3D-Building Construction

Specialty equipment has been used to 3D-print living structures, reducing cost and construction time to provide affordable housing to those in rural and low-income areas.

Technology Interaction

Technology solutions may enable or be supported by other types of technologies. In some cases, the advancement of one technology may be vital to the effective use of another. However, unlike many of the other technologies in this Publication, 3D-printing technology does not seem to impact other technologies. As research continues, this section will be updated with new information.

Technology Barriers

As with some other technologies noted in this Publication, there are market forces or obstacles in development that present barriers to the deployment and widespread adoption of 3D-printing technology. Keeping abreast of these barriers can help airport operators know when to expect to see wider use of this technology in the public and when they should look to reassess it for their own use. This article outlines the current state of 3D-printing technology barriers.

Use of Multiple Printing Materials and More Sophisticated Operations

While they are able to print a range of novel products, 3D printers must undergo further development before they are able to print more sophisticated pieces of equipment. The use of new materials and support for more advanced designs will begin to grow the market design for 3D printers.

Equipment Cost

Most 3D printers and materials are expensive for the general consumer. This expense makes the business case for these technologies more difficult to justify.
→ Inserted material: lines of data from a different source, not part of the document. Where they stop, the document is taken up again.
#[derive(Debug, Clone, Deserialize)]
pub struct CreateWorktreeSessionPayload {
    #[serde(rename = "parentDir")]
    pub parent_dir: String,
    pub branch: Option<String>,
    #[serde(rename = "startCli", default)]
    pub start_cli: bool,
}

#[derive(Debug, Clone, Deserialize)]
pub struct ListWorktreesPayload {
    pub dir: String,
}

#[derive(Debug, Clone, Deserialize)]
pub struct GetTerminalOutputPayload {
    #[serde(rename = "sessionName")]
    pub session_name: String,
    pub lines: Option<u32>,
    pub offset: Option<u32>,
}

#[derive(Debug, Clone, Deserialize)]
pub struct SendTerminalKeysPayload {
    #[serde(rename = "sessionName")]
    pub session_name: String,
    pub keys: Vec<String>,
}

#[derive(Debug, Clone, Default, Deserialize)]
pub struct BrowseDirectoriesPayload {
    pub path: Option<String>,
}

#[derive(Debug, Clone, Deserialize)]
pub struct PathPayload {
    pub path: String,
}

#[derive(Debug, Clone, Deserialize)]
pub struct RegisterPushPayload {
    #[serde(rename = "fcmToken")]
    pub fcm_token: String,
    #[serde(rename = "deviceId")]
    pub device_id: DeviceId,
    #[serde(rename = "tokenType", default)]
    pub token_type: Option<TokenKind>,
}

#[derive(Debug, Clone, Deserialize)]
pub struct DeviceIdPayload {
    #[serde(rename = "deviceId")]
    pub device_id: DeviceId,
}

#[derive(Debug, Clone, Deserialize)]
pub struct SetSessionMutedPayload {
    #[serde(rename = "sessionId")]
    pub session_id: ConversationId,
    pub muted: bool,
}

#[derive(Debug, Clone, Default, Deserialize)]
pub struct GetNotificationHistoryPayload {
    pub limit: Option<usize>,
}

#[derive(Debug, Clone, Deserialize)]
pub struct AcknowledgeSessionPayload {
    #[serde(rename = "sessionId")]
    pub session_id: ConversationId,
}

#[derive(Debug, Clone, Deserialize)]
pub struct WorkerSpawnSpec {
    #[serde(rename = "taskSlug")]
    pub task_slug: String,
    #[serde(rename = "taskDescription")]
    pub task_description: String,
    #[serde(rename = "planSection")]
    pub plan_section: Option<String>,
    #[serde(default)]
    pub files: Vec<String>,
}

#[derive(Debug, Clone, Deserialize)]
pub struct SpawnWorkGroupPayload {
    pub name: String,
    #[serde(rename = "foremanSessionId")]
    pub foreman_session_id: ConversationId,
    #[serde(rename = "foremanTmuxSession")]
    pub foreman_tmux_session: String,
    #[serde(rename = "parentDir")]
    pub parent_dir: String,
    #[serde(rename = "planFile")]
    pub plan_file: Option<String>,
    pub workers: Vec<WorkerSpawnSpec>,
}

#[derive(Debug, Clone, Deserialize)]
pub struct WorkGroupIdPayload {
    #[serde(rename = "groupId")]
    pub group_id: WorkGroupId,
}

#[derive(Debug, Clone, Deserialize)]
pub struct RetryWorkerPayload {
    #[serde(rename = "groupId")]
    pub group_id: WorkGroupId,
    #[serde(rename = "workerId")]
    pub worker_id: WorkerId,
}

#[derive(Debug, Clone, Deserialize)]
pub struct SendWorkerInputPayload {
    #[serde(rename = "groupId")]
    pub group_id: WorkGroupId,
    #[serde(rename = "workerId")]
    pub worker_id: WorkerId,
    pub text: String,
}

#[derive(Debug, Clone, Default, Deserialize)]
pub struct SetAutoApprovePayload {
    pub enabled: bool,
    #[serde(rename = "sessionId")]
    pub session_id: Option<ConversationId>,
}

/// One decoded inbound request. Variants with no payload fields (`Ping`,
/// `GetFull`, ...) carry nothing; everything else carries its typed payload
/// struct.
#[derive(Debug, Clone)]
pub enum Request {
    Authenticate { token: String, payload: AuthenticatePayload },
    Subscribe(SubscribePayload),
    Unsubscribe,
    GetHighlights(GetHighlightsPayload),
    GetFull,
    GetStatus,
    GetSessions,
    GetServerSummary(GetServerSummaryPayload),
    GetTasks(SessionScopedPayload),
    SwitchSession(SwitchSessionPayload),
    SendInput(SendInputPayload),
    SendImage(SendImagePayload),
    UploadImage(SendImagePayload),
    SendWithImages(SendWithImagesPayload),
    ListTmuxSessions,
    CreateTmuxSession(CreateTmuxSessionPayload),
    KillTmuxSession(SessionNamePayload),
    SwitchTmuxSession(SessionNamePayload),
    RecreateTmuxSession(RecreateTmuxSessionPayload),
    CreateWorktreeSession(CreateWorktreeSessionPayload),
    ListWorktrees(ListWorktreesPayload),
    GetTerminalOutput(GetTerminalOutputPayload),
    SendTerminalKeys(SendTerminalKeysPayload),
    BrowseDirectories(BrowseDirectoriesPayload),
    ReadFile(PathPayload),
    OpenInEditor(PathPayload),
    DownloadFile(PathPayload),
    RegisterPush(RegisterPushPayload),
    UnregisterPush(DeviceIdPayload),
    GetEscalationConfig,
    UpdateEscalationConfig(Value),
    GetPendingEvents,
    GetDevices,
    RemoveDevice(DeviceIdPayload),
    SetSessionMuted(SetSessionMutedPayload),
    GetMutedSessions,
    GetNotificationHistory(GetNotificationHistoryPayload),
    ClearNotificationHistory,
    SendTestNotification,
    AcknowledgeSession(AcknowledgeSessionPayload),
    SpawnWorkGroup(SpawnWorkGroupPayload),
    GetWorkGroups,
    GetWorkGroup(WorkGroupIdPayload),
    MergeWorkGroup(WorkGroupIdPayload),
    CancelWorkGroup(WorkGroupIdPayload),
    RetryWorker(RetryWorkerPayload),
    SendWorkerInput(SendWorkerInputPayload),
    DismissWorkGroup(WorkGroupIdPayload),
    Ping,
    RotateToken,
    GetToolConfig,
    GetUsage,
    SetAutoApprove(SetAutoApprovePayload),
    GetOrphanedWorktrees,
}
Available 3D-Printing Files

More product suppliers will need to provide the printing information digitally to users who have access to the devices. A network through which object designs can be easily gathered is needed for users to print objects they would like on-site.

Organization Skill Sets

Businesses require staff with the skill sets to effectively design and print equipment using 3D printers. Without staff to operate the machines in-house, it becomes difficult to identify a return on investment for many of the 3D-printing business use cases.